//! Built-in figure presets and arm poses
//!
//! Proportions follow classical figure-drawing canons (Loomis, Hogarth,
//! Bridgman): adults are 7.5-8 heads tall, a 6-8 year old child about 6,
//! and heroic comic proportions 8.5.
//!
//! All measurements are in head units (one head unit = `2 * head_radius`).
//! `shoulder_width` and `hip_width` are joint-to-joint distances.

use crate::config::{
    BoxPart, CylinderPart, FootPart, HandPart, Landmarks, PairedSpherePart, ProportionConfig,
    ProportionDraft,
};
use crate::error::{FigureError, Result};

// =============================================================================
// Poses
// =============================================================================

/// A named arm angle, in degrees from vertical.
#[derive(Clone, Copy, Debug, PartialEq)]
pub struct NamedPose {
    pub name: &'static str,
    pub arm_angle: f64,
    pub description: &'static str,
}

/// Standard character-workflow poses
pub const POSES: &[NamedPose] = &[
    NamedPose {
        name: "apose",
        arm_angle: 45.0,
        description: "A-pose, ideal for sculpting",
    },
    NamedPose {
        name: "tpose",
        arm_angle: 90.0,
        description: "T-pose, ideal for rigging",
    },
    NamedPose {
        name: "relaxed",
        arm_angle: 20.0,
        description: "Arms mostly down",
    },
];

/// Pose used when none is requested
pub const DEFAULT_POSE: &str = "apose";

/// Names of all built-in poses
pub fn pose_names() -> Vec<&'static str> {
    POSES.iter().map(|p| p.name).collect()
}

/// Arm angle of a named pose
pub fn pose_angle(name: &str) -> Result<f64> {
    POSES
        .iter()
        .find(|p| p.name == name)
        .map(|p| p.arm_angle)
        .ok_or_else(|| FigureError::UnknownPose {
            name: name.to_string(),
            available: pose_names().join(", "),
        })
}

// =============================================================================
// Presets
// =============================================================================

/// Preset keys, in listing order
pub const PRESET_NAMES: [&str; 4] = ["female_adult", "male_adult", "child", "heroic"];

/// Preset used when none is requested
pub const DEFAULT_PRESET: &str = "female_adult";

/// Names of all built-in presets
pub fn preset_names() -> &'static [&'static str] {
    &PRESET_NAMES
}

/// Validated config for a built-in preset
pub fn preset(name: &str) -> Result<ProportionConfig> {
    let draft = preset_draft(name).ok_or_else(|| FigureError::UnknownPreset {
        name: name.to_string(),
        available: PRESET_NAMES.join(", "),
    })?;
    ProportionConfig::try_from(draft)
}

/// Raw record for a built-in preset (for customisation before validation)
pub fn preset_draft(name: &str) -> Option<ProportionDraft> {
    match name {
        "female_adult" => Some(female_adult()),
        "male_adult" => Some(male_adult()),
        "child" => Some(child()),
        "heroic" => Some(heroic()),
        _ => None,
    }
}

const fn cyl(radius: f64, length: f64) -> CylinderPart {
    CylinderPart { radius, length }
}

const fn cuboid(width: f64, height: f64, depth: f64) -> BoxPart {
    BoxPart {
        width,
        height,
        depth,
    }
}

const fn paired(radius: f64, offset_x: f64, offset_y: f64, offset_z: f64) -> PairedSpherePart {
    PairedSpherePart {
        radius,
        offset_x,
        offset_y,
        offset_z,
    }
}

/// 7.5 heads: narrower shoulders, higher waist, wider pelvis, defined bust
fn female_adult() -> ProportionDraft {
    ProportionDraft {
        name: "Adult Female".to_string(),
        total_heads: 7.5,
        head_radius: 0.5,
        subdivisions: 2,
        neck: cyl(0.11, 0.35),
        ribcage: cuboid(1.05, 1.25, 0.55),
        breasts: Some(paired(0.18, 0.22, -0.1, 0.32)),
        abdomen: cyl(0.30, 0.55),
        pelvis: cuboid(1.1, 0.7, 0.5),
        glutes: paired(0.24, 0.2, -0.15, -0.22),
        upper_arm: cyl(0.105, 1.15),
        forearm: cyl(0.08, 1.0),
        hand: HandPart {
            width: 0.09,
            length: 0.32,
            depth: 0.04,
        },
        thigh: cyl(0.17, 1.75),
        calf: cyl(0.12, 1.7),
        foot: FootPart {
            width: 0.14,
            height: 0.1,
            length: 0.38,
        },
        shoulder_width: 1.1,
        hip_width: 0.56,
        landmarks: Landmarks {
            shoulder_y: 5.9,
            bust_y: 5.4,
            waist_y: 4.6,
            pelvis_y: 4.0,
            crotch_y: 3.65,
        },
    }
}

/// 8 heads: broad shoulders, lower waist, narrow hips
fn male_adult() -> ProportionDraft {
    ProportionDraft {
        name: "Adult Male".to_string(),
        total_heads: 8.0,
        head_radius: 0.5,
        subdivisions: 2,
        neck: cyl(0.14, 0.35),
        ribcage: cuboid(1.25, 1.35, 0.6),
        breasts: None,
        abdomen: cyl(0.38, 0.55),
        pelvis: cuboid(0.95, 0.65, 0.48),
        glutes: paired(0.2, 0.18, -0.15, -0.2),
        upper_arm: cyl(0.13, 1.25),
        forearm: cyl(0.095, 1.1),
        hand: HandPart {
            width: 0.11,
            length: 0.38,
            depth: 0.05,
        },
        thigh: cyl(0.18, 1.85),
        calf: cyl(0.13, 1.8),
        foot: FootPart {
            width: 0.16,
            height: 0.12,
            length: 0.42,
        },
        shoulder_width: 1.3,
        hip_width: 0.52,
        landmarks: Landmarks {
            shoulder_y: 6.3,
            bust_y: 5.8,
            waist_y: 4.9,
            pelvis_y: 4.2,
            crotch_y: 3.85,
        },
    }
}

/// 6 heads: larger head, shorter limbs, softer forms
fn child() -> ProportionDraft {
    ProportionDraft {
        name: "Child (6-8 years)".to_string(),
        total_heads: 6.0,
        head_radius: 0.55,
        subdivisions: 2,
        neck: cyl(0.09, 0.25),
        ribcage: cuboid(0.85, 0.9, 0.45),
        breasts: None,
        abdomen: cyl(0.28, 0.45),
        pelvis: cuboid(0.75, 0.5, 0.4),
        glutes: paired(0.16, 0.14, -0.1, -0.15),
        upper_arm: cyl(0.07, 0.8),
        forearm: cyl(0.055, 0.7),
        hand: HandPart {
            width: 0.07,
            length: 0.22,
            depth: 0.03,
        },
        thigh: cyl(0.11, 1.1),
        calf: cyl(0.08, 1.0),
        foot: FootPart {
            width: 0.1,
            height: 0.08,
            length: 0.28,
        },
        shoulder_width: 0.9,
        hip_width: 0.4,
        landmarks: Landmarks {
            shoulder_y: 4.7,
            bust_y: 4.3,
            waist_y: 3.7,
            pelvis_y: 3.3,
            crotch_y: 3.0,
        },
    }
}

/// 8.5 heads: exaggerated V-taper and long legs
fn heroic() -> ProportionDraft {
    ProportionDraft {
        name: "Heroic/Idealized (8.5 heads)".to_string(),
        total_heads: 8.5,
        head_radius: 0.5,
        subdivisions: 2,
        neck: cyl(0.15, 0.4),
        ribcage: cuboid(1.4, 1.45, 0.65),
        breasts: None,
        abdomen: cyl(0.42, 0.6),
        pelvis: cuboid(1.0, 0.7, 0.5),
        glutes: paired(0.22, 0.2, -0.15, -0.22),
        upper_arm: cyl(0.15, 1.35),
        forearm: cyl(0.11, 1.2),
        hand: HandPart {
            width: 0.12,
            length: 0.4,
            depth: 0.05,
        },
        thigh: cyl(0.2, 2.0),
        calf: cyl(0.14, 1.9),
        foot: FootPart {
            width: 0.17,
            height: 0.13,
            length: 0.45,
        },
        shoulder_width: 1.5,
        hip_width: 0.56,
        landmarks: Landmarks {
            shoulder_y: 6.7,
            bust_y: 6.1,
            waist_y: 5.2,
            pelvis_y: 4.5,
            crotch_y: 4.1,
        },
    }
}

#[cfg(test)]
mod tests {
    use super::*;

    #[test]
    fn test_all_presets_validate() {
        for name in preset_names() {
            let config = preset(name).unwrap_or_else(|e| panic!("{name}: {e}"));
            assert!(!config.name().is_empty());
        }
    }

    #[test]
    fn test_only_female_preset_has_breasts() {
        assert!(preset("female_adult").unwrap().breasts().is_some());
        assert!(preset("male_adult").unwrap().breasts().is_none());
        assert!(preset("child").unwrap().breasts().is_none());
        assert!(preset("heroic").unwrap().breasts().is_none());
    }

    #[test]
    fn test_unknown_preset_lists_alternatives() {
        let err = preset("giant").unwrap_err();
        let message = err.to_string();
        assert!(message.contains("giant"));
        assert!(message.contains("female_adult"));
    }

    #[test]
    fn test_pose_angles() {
        assert_eq!(pose_angle("apose").unwrap(), 45.0);
        assert_eq!(pose_angle("tpose").unwrap(), 90.0);
        assert_eq!(pose_angle("relaxed").unwrap(), 20.0);
        assert!(matches!(
            pose_angle("dab"),
            Err(FigureError::UnknownPose { .. })
        ));
    }

    #[test]
    fn test_defaults_exist() {
        assert!(preset(DEFAULT_PRESET).is_ok());
        assert!(pose_angle(DEFAULT_POSE).is_ok());
    }
}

### [Aim of the task]
Find every line with "const" in the listing and state how many there are, nothing else.

### [Problem solution]
7